Elon Musk Fails to Revive a Dead Business
Ever since its birth, Twitter has been a controversial battleground. However, with Elon Musk’s acquisition of over half of the company’s stock for a whopping $44 billion, the company has been entirely rebranded. Musk wanted to maintain Twitter’s popularity while forgetting its past. According to Musk, X is not just rebranded Twitter, it’s the perfect website, and the only one necessary for one’s internet needs.
A mix of political agendas, aggressively obsequious marketing, and cancel culture have completely changed the website’s habitat, which has been exceedingly ridiculed by bystanders and public figures alike.
Musk wished to separate his new website from its history and associations. In a CNBC interview, Musk said he wanted to make X an “everything website,” one without the 140-character limit per post that bore the original website’s quippy name.
Early in Elon’s acquisition, in November 2022, he removed the previously foundational blue chechmark from verified accounts. In order to get the coveted blue checkmark which signified corporate legitimacy, users only had to subscribe to a premium program. Before this, Twitter moderators would go through a thorough procedure to ensure that certain user accounts were legitimate. He hoped to regain his lofty investment by charging people $7.99 a month at the initial deployment of the program. Not only would this bring a flood of impersonators and misinformation, but it failed to generate even 0.05% of Elon’s initial payment back in the first 3 months of its release. Ad revenue remained the primary form of revenue for X.
The blue checkmark achieved the opposite of its goal. Verified users were given countless privileges, and chaos ensued in the worst way possible. By giving people more importance if they paid him, Elon embodied a modern day Marie Antoinette, and the proletariat were too indifferent to pay for a slice of the cake and too lazy to search for another option. Nevertheless, a new site, called Threads [maybe more about threads later], came about in response to the opportunity to capitalize on X’s downfall.

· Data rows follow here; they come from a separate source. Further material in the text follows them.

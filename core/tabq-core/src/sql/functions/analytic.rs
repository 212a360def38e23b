//! Built-in analytic (window) functions

use super::{Arity, FunctionDef, FunctionKind};
use crate::error::{QueryError, QueryResult};
use crate::value::Value;

/// 내장 분석 함수
#[derive(Debug, Clone, Copy, PartialEq, Eq)]
pub enum AnalyticFunction {
    RowNumber,
    Rank,
    DenseRank,
    CumeDist,
    PercentRank,
    Ntile,
    FirstValue,
    LastValue,
    NthValue,
    Lag,
    Lead,
}

pub(super) fn definitions() -> Vec<FunctionDef> {
    [
        ("ROW_NUMBER", Arity::Exact(0), AnalyticFunction::RowNumber),
        ("RANK", Arity::Exact(0), AnalyticFunction::Rank),
        ("DENSE_RANK", Arity::Exact(0), AnalyticFunction::DenseRank),
        ("CUME_DIST", Arity::Exact(0), AnalyticFunction::CumeDist),
        ("PERCENT_RANK", Arity::Exact(0), AnalyticFunction::PercentRank),
        ("NTILE", Arity::Exact(1), AnalyticFunction::Ntile),
        ("FIRST_VALUE", Arity::Exact(1), AnalyticFunction::FirstValue),
        ("LAST_VALUE", Arity::Exact(1), AnalyticFunction::LastValue),
        ("NTH_VALUE", Arity::Exact(2), AnalyticFunction::NthValue),
        ("LAG", Arity::Range(1, 3), AnalyticFunction::Lag),
        ("LEAD", Arity::Range(1, 3), AnalyticFunction::Lead),
    ]
    .into_iter()
    .map(|(name, arity, f)| FunctionDef {
        name,
        arity,
        kind: FunctionKind::Analytic(f),
    })
    .collect()
}

impl AnalyticFunction {
    fn name(self) -> &'static str {
        match self {
            AnalyticFunction::RowNumber => "ROW_NUMBER",
            AnalyticFunction::Rank => "RANK",
            AnalyticFunction::DenseRank => "DENSE_RANK",
            AnalyticFunction::CumeDist => "CUME_DIST",
            AnalyticFunction::PercentRank => "PERCENT_RANK",
            AnalyticFunction::Ntile => "NTILE",
            AnalyticFunction::FirstValue => "FIRST_VALUE",
            AnalyticFunction::LastValue => "LAST_VALUE",
            AnalyticFunction::NthValue => "NTH_VALUE",
            AnalyticFunction::Lag => "LAG",
            AnalyticFunction::Lead => "LEAD",
        }
    }

    /// Compute the function over one sorted partition.
    ///
    /// `args[i]` are the evaluated arguments of the i-th row in window order and
    /// `peers[i]` its peer group (rows with equal ORDER BY keys share a group;
    /// groups are numbered from 0 in order). Output is in window order.
    pub fn compute(self, args: &[Vec<Value>], peers: &[usize]) -> QueryResult<Vec<Value>> {
        let n = peers.len();
        let arg = |row: usize, i: usize| args.get(row).and_then(|a| a.get(i)).cloned().unwrap_or_default();

        // first and last row index of every peer group
        let mut bounds: Vec<(usize, usize)> = Vec::new();
        for (row, &group) in peers.iter().enumerate() {
            if group == bounds.len() {
                bounds.push((row, row));
            } else if let Some(b) = bounds.get_mut(group) {
                b.1 = row;
            }
        }
        let rank = |row: usize| bounds.get(peers[row]).map(|b| b.0 + 1).unwrap_or(row + 1);

        let values = match self {
            AnalyticFunction::RowNumber => (0..n).map(|i| Value::Integer(i as i64 + 1)).collect(),
            AnalyticFunction::Rank => (0..n).map(|i| Value::Integer(rank(i) as i64)).collect(),
            AnalyticFunction::DenseRank => peers.iter().map(|&g| Value::Integer(g as i64 + 1)).collect(),
            AnalyticFunction::CumeDist => (0..n)
                .map(|i| {
                    let last = bounds.get(peers[i]).map(|b| b.1).unwrap_or(i);
                    Value::Float((last + 1) as f64 / n as f64)
                })
                .collect(),
            AnalyticFunction::PercentRank => (0..n)
                .map(|i| {
                    if n <= 1 {
                        Value::Float(0.0)
                    } else {
                        Value::Float((rank(i) - 1) as f64 / (n - 1) as f64)
                    }
                })
                .collect(),
            AnalyticFunction::Ntile => {
                if n == 0 {
                    return Ok(Vec::new());
                }
                let buckets = self.positive(&arg(0, 0))?;
                let size = n / buckets;
                let extra = n % buckets;
                (0..n)
                    .map(|i| {
                        let bucket = if i < extra * (size + 1) {
                            i / (size + 1)
                        } else {
                            extra + (i - extra * (size + 1)) / size.max(1)
                        };
                        Value::Integer(bucket as i64 + 1)
                    })
                    .collect()
            }
            AnalyticFunction::FirstValue => vec![arg(0, 0); n],
            AnalyticFunction::LastValue => vec![if n == 0 { Value::Null } else { arg(n - 1, 0) }; n],
            AnalyticFunction::NthValue => {
                if n == 0 {
                    return Ok(Vec::new());
                }
                let nth = self.positive(&arg(0, 1))?;
                vec![if nth <= n { arg(nth - 1, 0) } else { Value::Null }; n]
            }
            AnalyticFunction::Lag | AnalyticFunction::Lead => {
                let mut out = Vec::with_capacity(n);
                for i in 0..n {
                    let offset: usize = match args.get(i).and_then(|a| a.get(1)) {
                        Some(v) => v
                            .to_integer()
                            .filter(|o| *o >= 0)
                            .map(|o| o as usize)
                            .ok_or_else(|| self.argument_error())?,
                        None => 1,
                    };
                    let target = if self == AnalyticFunction::Lag {
                        i.checked_sub(offset)
                    } else {
                        i.checked_add(offset).filter(|t| *t < n)
                    };
                    out.push(match target {
                        Some(t) => arg(t, 0),
                        None => arg(i, 2),
                    });
                }
                out
            }
        };
        Ok(values)
    }

    fn positive(self, value: &Value) -> QueryResult<usize> {
        value
            .to_integer()
            .filter(|v| *v > 0)
            .map(|v| v as usize)
            .ok_or_else(|| self.argument_error())
    }

    fn argument_error(self) -> QueryError {
        QueryError::FunctionArgumentError {
            name: self.name().to_string(),
            expected: "a positive integer".to_string(),
        }
    }
}
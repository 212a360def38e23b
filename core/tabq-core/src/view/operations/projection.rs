//! SELECT fields, DISTINCT and fix

use super::map_records;
use crate::error::{QueryError, QueryResult};
use crate::sql::ast::{Expr, SelectField};
use crate::sql::eval::evaluate;
use crate::sql::filter::Filter;
use crate::sql::functions::contains_aggregate;
use crate::value::Value;
use crate::view::{Cell, GroupKey, Header, HeaderField, Record, SelectedColumn, View};
use ahash::AHashSet;

/// Output column before evaluation: an existing column or an expression to compute.
enum Output<'e> {
    Existing(usize),
    Computed(&'e Expr),
}

impl View {
    /// Evaluate select fields and append the computed ones as derived columns.
    ///
    /// Plain column references and already materialized expressions reuse
    /// their column. The projected columns are recorded in `selected` until
    /// [`fix`](Self::fix) narrows the view.
    pub fn select(&self, fields: &[SelectField], filter: &Filter<'_>) -> QueryResult<View> {
        let matching = filter.context().field_name_match();
        let mut outputs: Vec<(Output<'_>, String)> = Vec::with_capacity(fields.len());

        for field in fields {
            match &field.expr {
                Expr::AllColumns(qualifier) => {
                    let indices = self.header.table_field_indices(qualifier.as_deref());
                    if indices.is_empty()
                        && let Some(q) = qualifier
                    {
                        return Err(QueryError::FieldNotExist(format!("{q}.*")));
                    }
                    for index in indices {
                        self.check_not_grouped(index, &field.expr)?;
                        let name = self.header.fields()[index].column.clone();
                        outputs.push((Output::Existing(index), name));
                    }
                }
                Expr::Column(c) => {
                    let name = field.alias.clone().unwrap_or_else(|| c.name.clone());
                    match self.header.find_index(c.qualifier.as_deref(), &c.name, matching)? {
                        Some(index) => {
                            self.check_not_grouped(index, &field.expr)?;
                            outputs.push((Output::Existing(index), name));
                        }
                        None => outputs.push((Output::Computed(&field.expr), name)),
                    }
                }
                expr => {
                    let name = field.alias.clone().unwrap_or_else(|| expr.to_string());
                    match self.materialized_index(expr) {
                        Some(index) => outputs.push((Output::Existing(index), name)),
                        None => outputs.push((Output::Computed(expr), name)),
                    }
                }
            }
        }

        if filter.context().config.strict_column_names {
            let mut seen = AHashSet::with_capacity(outputs.len());
            for (_, name) in &outputs {
                if !seen.insert(name.to_lowercase()) {
                    return Err(QueryError::DuplicateColumnName(name.clone()));
                }
            }
        }

        let computed: Vec<&Expr> = outputs
            .iter()
            .filter_map(|(o, _)| match o {
                Output::Computed(e) => Some(*e),
                Output::Existing(_) => None,
            })
            .collect();
        let values = if computed.is_empty() {
            Vec::new()
        } else {
            map_records(self, filter, |scope, _| {
                computed.iter().map(|e| evaluate(e, scope)).collect::<QueryResult<Vec<Value>>>()
            })?
        };

        let mut view = self.clone();
        view.sort_values = None;
        let mut selected = Vec::with_capacity(outputs.len());
        for (output, name) in outputs {
            let index = match output {
                Output::Existing(index) => index,
                Output::Computed(expr) => {
                    let mut field = HeaderField::derived(name.clone());
                    field.is_aggregate = contains_aggregate(expr);
                    let index = view.header.push_field(field);
                    view.push_materialized(expr.clone(), index);
                    index
                }
            };
            selected.push(SelectedColumn { index, name });
        }
        if !computed.is_empty() {
            for (record, row) in view.records.iter_mut().zip(values) {
                for value in row {
                    record.push(Cell::Value(value));
                }
            }
        }
        view.selected = Some(selected);
        Ok(view)
    }

    fn check_not_grouped(&self, index: usize, expr: &Expr) -> QueryResult<()> {
        if self.is_grouped && !self.header.fields()[index].is_group_key {
            return Err(QueryError::GroupedFieldMisuse {
                expr: expr.to_string(),
                message: "field is not a group key".to_string(),
            });
        }
        Ok(())
    }

    fn output_indices(&self) -> Vec<usize> {
        match &self.selected {
            Some(selected) => selected.iter().map(|s| s.index).collect(),
            None => (0..self.header.len()).collect(),
        }
    }

    /// Remove records whose selected values repeat an earlier record.
    pub fn distinct(&self) -> View {
        let indices = self.output_indices();
        let mut seen = AHashSet::with_capacity(self.len());
        let records = self
            .records
            .iter()
            .filter(|r| {
                let values: Vec<Value> = r
                    .project(&indices)
                    .iter()
                    .map(|c| first_value(c))
                    .collect();
                seen.insert(GroupKey::from_values(&values))
            })
            .cloned()
            .collect();
        let mut view = self.with_records(records);
        view.sort_values = None;
        view
    }

    /// Narrow the view to its selected columns with a fresh header.
    ///
    /// Every column becomes an unqualified table column so the result can be
    /// queried again; grouping and materialization metadata is dropped.
    pub fn fix(self) -> View {
        let indices = self.output_indices();
        let fields = match &self.selected {
            Some(selected) => selected
                .iter()
                .enumerate()
                .map(|(i, s)| HeaderField::table("", s.name.clone(), i + 1))
                .collect(),
            None => self
                .header
                .fields()
                .iter()
                .enumerate()
                .map(|(i, f)| HeaderField::table("", f.column.clone(), i + 1))
                .collect(),
        };
        let records = self
            .records
            .iter()
            .map(|r| Record::new(r.project(&indices).iter().map(first_value).collect()))
            .collect();
        View {
            header: Header::new(fields),
            records,
            ..Default::default()
        }
    }
}

fn first_value(cell: &Cell) -> Value {
    match cell {
        Cell::Value(v) => v.clone(),
        Cell::Group(g) => g.first().cloned().unwrap_or_default(),
    }
}
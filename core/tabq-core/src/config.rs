//! Execution configuration
//!
//! 실행 시 사용되는 설정 값. JSON에서 읽거나 빌더 메서드로 구성합니다.
//!
//! ```rust
//! use tabq_core::ExecutionConfig;
//!
//! let config = ExecutionConfig::from_json(r#"{"cpu": 2, "timezone": "+09:00"}"#).unwrap();
//! assert_eq!(config.cpu, 2);
//! ```

use crate::error::{QueryError, QueryResult};
use crate::value::Value;
use crate::view::FieldNameMatch;
use chrono::{DateTime, FixedOffset, Offset, Utc};
use serde::{Deserialize, Serialize};
use std::time::Duration;

/// Default wait for a table lock.
pub const DEFAULT_WAIT_TIMEOUT: Duration = Duration::from_secs(10);

/// Default minimum number of records before work is split across workers.
pub const DEFAULT_MIN_ROWS_FOR_PARALLEL: usize = 1000;

/// 실행 설정
#[derive(Debug, Clone, PartialEq, Serialize, Deserialize)]
#[serde(default)]
pub struct ExecutionConfig {
    /// Fixed statement timestamp; the wall clock at statement start when unset
    pub now: Option<DateTime<FixedOffset>>,
    /// Zone applied to datetime strings without an offset
    #[serde(with = "offset_serde")]
    pub timezone: FixedOffset,
    /// Worker count
    pub cpu: usize,
    /// Wait for a table lock before failing
    #[serde(with = "duration_serde")]
    pub wait_timeout: Duration,
    pub field_name_match: FieldNameMatch,
    /// Pad outer joins with empty strings instead of NULL
    pub without_null: bool,
    pub min_rows_for_parallel: usize,
    /// Reject duplicate output column names
    pub strict_column_names: bool,
}

impl Default for ExecutionConfig {
    fn default() -> Self {
        Self {
            now: None,
            timezone: utc(),
            cpu: default_cpu(),
            wait_timeout: DEFAULT_WAIT_TIMEOUT,
            field_name_match: FieldNameMatch::IgnoreCase,
            without_null: false,
            min_rows_for_parallel: DEFAULT_MIN_ROWS_FOR_PARALLEL,
            strict_column_names: false,
        }
    }
}

/// Half of the logical CPUs, at least one.
pub fn default_cpu() -> usize {
    (num_cpus::get() / 2).max(1)
}

fn utc() -> FixedOffset {
    Utc.fix()
}

impl ExecutionConfig {
    pub fn new() -> Self {
        Self::default()
    }

    /// Parse a JSON document; missing keys keep their defaults.
    pub fn from_json(json: &str) -> QueryResult<Self> {
        let config: Self = serde_json::from_str(json)?;
        config.validate()?;
        Ok(config)
    }

    pub fn validate(&self) -> QueryResult<()> {
        if self.cpu == 0 {
            return Err(QueryError::Configuration("cpu must be greater than 0".to_string()));
        }
        Ok(())
    }

    pub fn with_now(mut self, now: DateTime<FixedOffset>) -> Self {
        self.now = Some(now);
        self
    }

    pub fn with_timezone(mut self, timezone: FixedOffset) -> Self {
        self.timezone = timezone;
        self
    }

    pub fn with_cpu(mut self, cpu: usize) -> Self {
        self.cpu = cpu;
        self
    }

    pub fn with_wait_timeout(mut self, wait_timeout: Duration) -> Self {
        self.wait_timeout = wait_timeout;
        self
    }

    pub fn with_field_name_match(mut self, matching: FieldNameMatch) -> Self {
        self.field_name_match = matching;
        self
    }

    pub fn with_without_null(mut self, without_null: bool) -> Self {
        self.without_null = without_null;
        self
    }

    pub fn with_min_rows_for_parallel(mut self, min_rows: usize) -> Self {
        self.min_rows_for_parallel = min_rows;
        self
    }

    pub fn with_strict_column_names(mut self, strict: bool) -> Self {
        self.strict_column_names = strict;
        self
    }

    /// Timestamp for the statement about to run.
    pub fn statement_time(&self) -> DateTime<FixedOffset> {
        self.now.unwrap_or_else(|| Utc::now().with_timezone(&self.timezone))
    }

    /// Value used to pad records on the outer side of a join.
    pub fn blank_value(&self) -> Value {
        if self.without_null {
            Value::String(String::new())
        } else {
            Value::Null
        }
    }
}

/// `"UTC"`, `"Z"` or `"+09:00"` / `"-0530"`
mod offset_serde {
    use chrono::FixedOffset;
    use serde::{Deserialize, Deserializer, Serializer, de};

    pub fn serialize<S: Serializer>(offset: &FixedOffset, serializer: S) -> Result<S::Ok, S::Error> {
        serializer.serialize_str(&offset.to_string())
    }

    pub fn deserialize<'de, D: Deserializer<'de>>(deserializer: D) -> Result<FixedOffset, D::Error> {
        let s = String::deserialize(deserializer)?;
        parse(&s).ok_or_else(|| de::Error::custom(format!("invalid time zone offset: {s}")))
    }

    pub(super) fn parse(s: &str) -> Option<FixedOffset> {
        let s = s.trim();
        if s.eq_ignore_ascii_case("utc") || s == "Z" {
            return FixedOffset::east_opt(0);
        }
        let (sign, rest) = match s.as_bytes().first()? {
            b'+' => (1, &s[1..]),
            b'-' => (-1, &s[1..]),
            _ => return None,
        };
        let digits: String = rest.chars().filter(|c| *c != ':').collect();
        if digits.len() != 4 || !digits.chars().all(|c| c.is_ascii_digit()) {
            return None;
        }
        let hours: i32 = digits[..2].parse().ok()?;
        let minutes: i32 = digits[2..].parse().ok()?;
        FixedOffset::east_opt(sign * (hours * 3600 + minutes * 60))
    }
}

/// Seconds as a float
mod duration_serde {
    use serde::{Deserialize, Deserializer, Serializer, de};
    use std::time::Duration;

    pub fn serialize<S: Serializer>(duration: &Duration, serializer: S) -> Result<S::Ok, S::Error> {
        serializer.serialize_f64(duration.as_secs_f64())
    }

    pub fn deserialize<'de, D: Deserializer<'de>>(deserializer: D) -> Result<Duration, D::Error> {
        let secs = f64::deserialize(deserializer)?;
        Duration::try_from_secs_f64(secs).map_err(|e| de::Error::custom(format!("invalid wait timeout: {e}")))
    }
}
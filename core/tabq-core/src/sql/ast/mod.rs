//! Statement tree consumed by the executor
//!
//! 파서가 만들어 넘겨주는 구문 트리. `Display`는 정규화된 SQL 텍스트를 만들며
//! 별칭이 없는 select 필드의 기본 컬럼 이름으로 쓰입니다.

mod builder;
mod display;
pub mod visit;

pub use builder::*;

use crate::sql::functions::{Binding, BindingSlot};
use crate::value::{ArithmeticOperator, ComparisonOperator, Value};

/// 컬럼 참조 (`c1`, `t.c1`)
#[derive(Debug, Clone, PartialEq, Eq, Hash)]
pub struct ColumnRef {
    pub qualifier: Option<String>,
    pub name: String,
}

/// `IS [NOT] ...` 검사 대상
#[derive(Debug, Clone, Copy, PartialEq, Eq)]
pub enum IsTest {
    Null,
    True,
    False,
    Unknown,
}

/// ANY / ALL
#[derive(Debug, Clone, Copy, PartialEq, Eq)]
pub enum Quantifier {
    Any,
    All,
}

/// 표현식
#[derive(Debug, Clone, PartialEq)]
pub enum Expr {
    Literal(Value),
    Column(ColumnRef),
    /// `*` or `t.*`
    AllColumns(Option<String>),
    /// `@name`; stored without the sigil
    Variable(String),
    Arithmetic {
        left: Box<Expr>,
        op: ArithmeticOperator,
        right: Box<Expr>,
    },
    UnaryMinus(Box<Expr>),
    /// `a || b || ...`
    Concat(Vec<Expr>),
    Comparison {
        left: Box<Expr>,
        op: ComparisonOperator,
        right: Box<Expr>,
    },
    Is {
        expr: Box<Expr>,
        test: IsTest,
        negated: bool,
    },
    Between {
        expr: Box<Expr>,
        low: Box<Expr>,
        high: Box<Expr>,
        negated: bool,
    },
    Like {
        expr: Box<Expr>,
        pattern: Box<Expr>,
        negated: bool,
    },
    InList {
        expr: Box<Expr>,
        list: Vec<Expr>,
        negated: bool,
    },
    InSubquery {
        expr: Box<Expr>,
        query: Box<SelectQuery>,
        negated: bool,
    },
    /// `expr op ANY (subquery)` / `expr op ALL (subquery)`
    Quantified {
        left: Box<Expr>,
        op: ComparisonOperator,
        quantifier: Quantifier,
        query: Box<SelectQuery>,
    },
    Exists(Box<SelectQuery>),
    /// Scalar subquery
    Subquery(Box<SelectQuery>),
    And(Box<Expr>, Box<Expr>),
    Or(Box<Expr>, Box<Expr>),
    Not(Box<Expr>),
    Case {
        operand: Option<Box<Expr>>,
        branches: Vec<(Expr, Expr)>,
        else_result: Option<Box<Expr>>,
    },
    Function(FunctionCall),
    Analytic(AnalyticCall),
}

/// 함수 호출 지점
///
/// The binding is cached per call site (see [`FunctionCall::bind`]).
/// Equality ignores the binding so that materialized expressions still match
/// an unbound copy of the same call.
#[derive(Clone)]
pub struct FunctionCall {
    pub name: String,
    pub distinct: bool,
    pub args: Vec<Expr>,
    pub(crate) binding: BindingSlot,
}

impl FunctionCall {
    pub fn new(name: impl Into<String>, args: Vec<Expr>) -> Self {
        Self {
            name: name.into(),
            distinct: false,
            args,
            binding: BindingSlot::default(),
        }
    }

    pub fn distinct(mut self) -> Self {
        self.distinct = true;
        self
    }

    /// Binding most recently resolved for this call site, if any.
    pub fn binding(&self) -> Option<Binding> {
        self.binding.latest()
    }

    /// `COUNT(*)`
    pub fn is_count_all(&self) -> bool {
        self.name.eq_ignore_ascii_case("COUNT") && matches!(self.args.as_slice(), [Expr::AllColumns(None)])
    }
}

impl PartialEq for FunctionCall {
    fn eq(&self, other: &Self) -> bool {
        self.name.eq_ignore_ascii_case(&other.name) && self.distinct == other.distinct && self.args == other.args
    }
}

impl std::fmt::Debug for FunctionCall {
    fn fmt(&self, f: &mut std::fmt::Formatter<'_>) -> std::fmt::Result {
        f.debug_struct("FunctionCall")
            .field("name", &self.name)
            .field("distinct", &self.distinct)
            .field("args", &self.args)
            .finish()
    }
}

/// 분석(윈도우) 함수 호출: `func(args) OVER (PARTITION BY ... ORDER BY ...)`
#[derive(Debug, Clone, PartialEq)]
pub struct AnalyticCall {
    pub function: FunctionCall,
    pub partition_by: Vec<Expr>,
    pub order_by: Vec<OrderItem>,
}

/// 정렬 방향
#[derive(Debug, Clone, Copy, PartialEq, Eq, Default)]
pub enum SortDirection {
    #[default]
    Asc,
    Desc,
}

/// NULL 정렬 위치
#[derive(Debug, Clone, Copy, PartialEq, Eq)]
pub enum NullPosition {
    First,
    Last,
}

#[derive(Debug, Clone, PartialEq)]
pub struct OrderItem {
    pub expr: Expr,
    pub direction: SortDirection,
    /// `None` means FIRST for ASC and LAST for DESC
    pub nulls: Option<NullPosition>,
}

impl OrderItem {
    pub fn nulls_first(&self) -> bool {
        match self.nulls {
            Some(NullPosition::First) => true,
            Some(NullPosition::Last) => false,
            None => self.direction == SortDirection::Asc,
        }
    }
}

#[derive(Debug, Clone, PartialEq)]
pub struct LimitClause {
    pub count: Expr,
    pub percent: bool,
    pub with_ties: bool,
}

/// 집합 연산자
#[derive(Debug, Clone, Copy, PartialEq, Eq)]
pub enum SetOperator {
    Union,
    Intersect,
    Except,
}

/// WITH 절의 인라인 테이블
#[derive(Debug, Clone, PartialEq)]
pub struct InlineTable {
    pub name: String,
    /// Optional column rename list
    pub columns: Vec<String>,
    pub query: Box<SelectQuery>,
}

/// SELECT 쿼리
#[derive(Debug, Clone, PartialEq)]
pub struct SelectQuery {
    pub with: Vec<InlineTable>,
    pub body: QueryBody,
    pub order_by: Vec<OrderItem>,
    pub limit: Option<LimitClause>,
    pub offset: Option<Expr>,
}

#[derive(Debug, Clone, PartialEq)]
pub enum QueryBody {
    Entity(Box<SelectEntity>),
    SetOperation {
        left: Box<QueryBody>,
        op: SetOperator,
        all: bool,
        right: Box<QueryBody>,
    },
}

/// SELECT ... FROM ... WHERE ... GROUP BY ... HAVING ...
#[derive(Debug, Clone, PartialEq, Default)]
pub struct SelectEntity {
    pub distinct: bool,
    pub fields: Vec<SelectField>,
    pub from: Vec<TableExpr>,
    pub where_clause: Option<Expr>,
    pub group_by: Vec<Expr>,
    pub having: Option<Expr>,
}

#[derive(Debug, Clone, PartialEq)]
pub struct SelectField {
    pub expr: Expr,
    pub alias: Option<String>,
}

/// FROM 절 항목
#[derive(Debug, Clone, PartialEq)]
pub enum TableExpr {
    Table { name: String, alias: Option<String> },
    Subquery { query: Box<SelectQuery>, alias: String },
    Join(Box<Join>),
}

/// 조인 종류
#[derive(Debug, Clone, Copy, PartialEq, Eq)]
pub enum JoinKind {
    Cross,
    Inner,
    Left,
    Right,
    Full,
}

#[derive(Debug, Clone, PartialEq)]
pub enum JoinConstraint {
    None,
    On(Expr),
    Using(Vec<String>),
    Natural,
}

#[derive(Debug, Clone, PartialEq)]
pub struct Join {
    pub left: TableExpr,
    pub right: TableExpr,
    pub kind: JoinKind,
    pub constraint: JoinConstraint,
}

/// 문장
#[derive(Debug, Clone, PartialEq)]
pub enum Statement {
    Select(SelectQuery),
    Insert(InsertStatement),
    Update(UpdateStatement),
    Delete(DeleteStatement),
    AlterTable(AlterTableStatement),
    /// `DECLARE @a := 1, @b`
    DeclareVariable(Vec<(String, Option<Expr>)>),
    /// `SET @a = expr`
    SetVariable { name: String, value: Expr },
}

#[derive(Debug, Clone, PartialEq)]
pub enum InsertSource {
    Values(Vec<Vec<Expr>>),
    Query(Box<SelectQuery>),
}

#[derive(Debug, Clone, PartialEq)]
pub struct InsertStatement {
    pub table: String,
    /// Empty means every column in table order
    pub columns: Vec<String>,
    pub source: InsertSource,
}

#[derive(Debug, Clone, PartialEq)]
pub struct UpdateStatement {
    pub table: String,
    pub alias: Option<String>,
    pub assignments: Vec<(String, Expr)>,
    pub where_clause: Option<Expr>,
}

#[derive(Debug, Clone, PartialEq)]
pub struct DeleteStatement {
    pub table: String,
    pub alias: Option<String>,
    pub where_clause: Option<Expr>,
}

/// ALTER TABLE ADD 위치
#[derive(Debug, Clone, PartialEq, Eq, Default)]
pub enum ColumnPosition {
    First,
    #[default]
    Last,
    After(String),
    Before(String),
}

#[derive(Debug, Clone, PartialEq)]
pub struct ColumnDefault {
    pub name: String,
    pub default: Option<Expr>,
}

#[derive(Debug, Clone, PartialEq)]
pub enum AlterOperation {
    Add {
        columns: Vec<ColumnDefault>,
        position: ColumnPosition,
    },
    Drop(Vec<String>),
    Rename { from: String, to: String },
}

#[derive(Debug, Clone, PartialEq)]
pub struct AlterTableStatement {
    pub table: String,
    pub operation: AlterOperation,
}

In February of 2023, Elon announced that he would share part of X’s revenue with influencers and creators on the site based on engagement. Unfortunately, this would not work to his benefit. His goal was to financially motivate people to spend more time on the site, which may have worked to an extent, but it had an unexpected side effect. The posts on X with more controversial or overtly offensive statements generally gained more engagement. Accordingly, hate speech and misinformation became commonplace. With the influx of radical political discourse, X was filled to the brim with people farming for engagement and shallow, uncivilized discussion.
This was compounded by Elon putting a blind eye to harrassment on the site. There is such a thing as ‘too much’ free speech, and in the case of X, a milieu of hate and misinformation became prioritized over protecting its users. In the comments of many X posts, even verified and popular ones, scammers and illicit/explicit content would become increasingly more common.
Many criticisms of Musk’s website are satirical, or making fun of his account itself. He is very active on the site and is very adamant about its success. This naive optimism has garnered him a reputation for focusing more on his celebrity status than the state of X.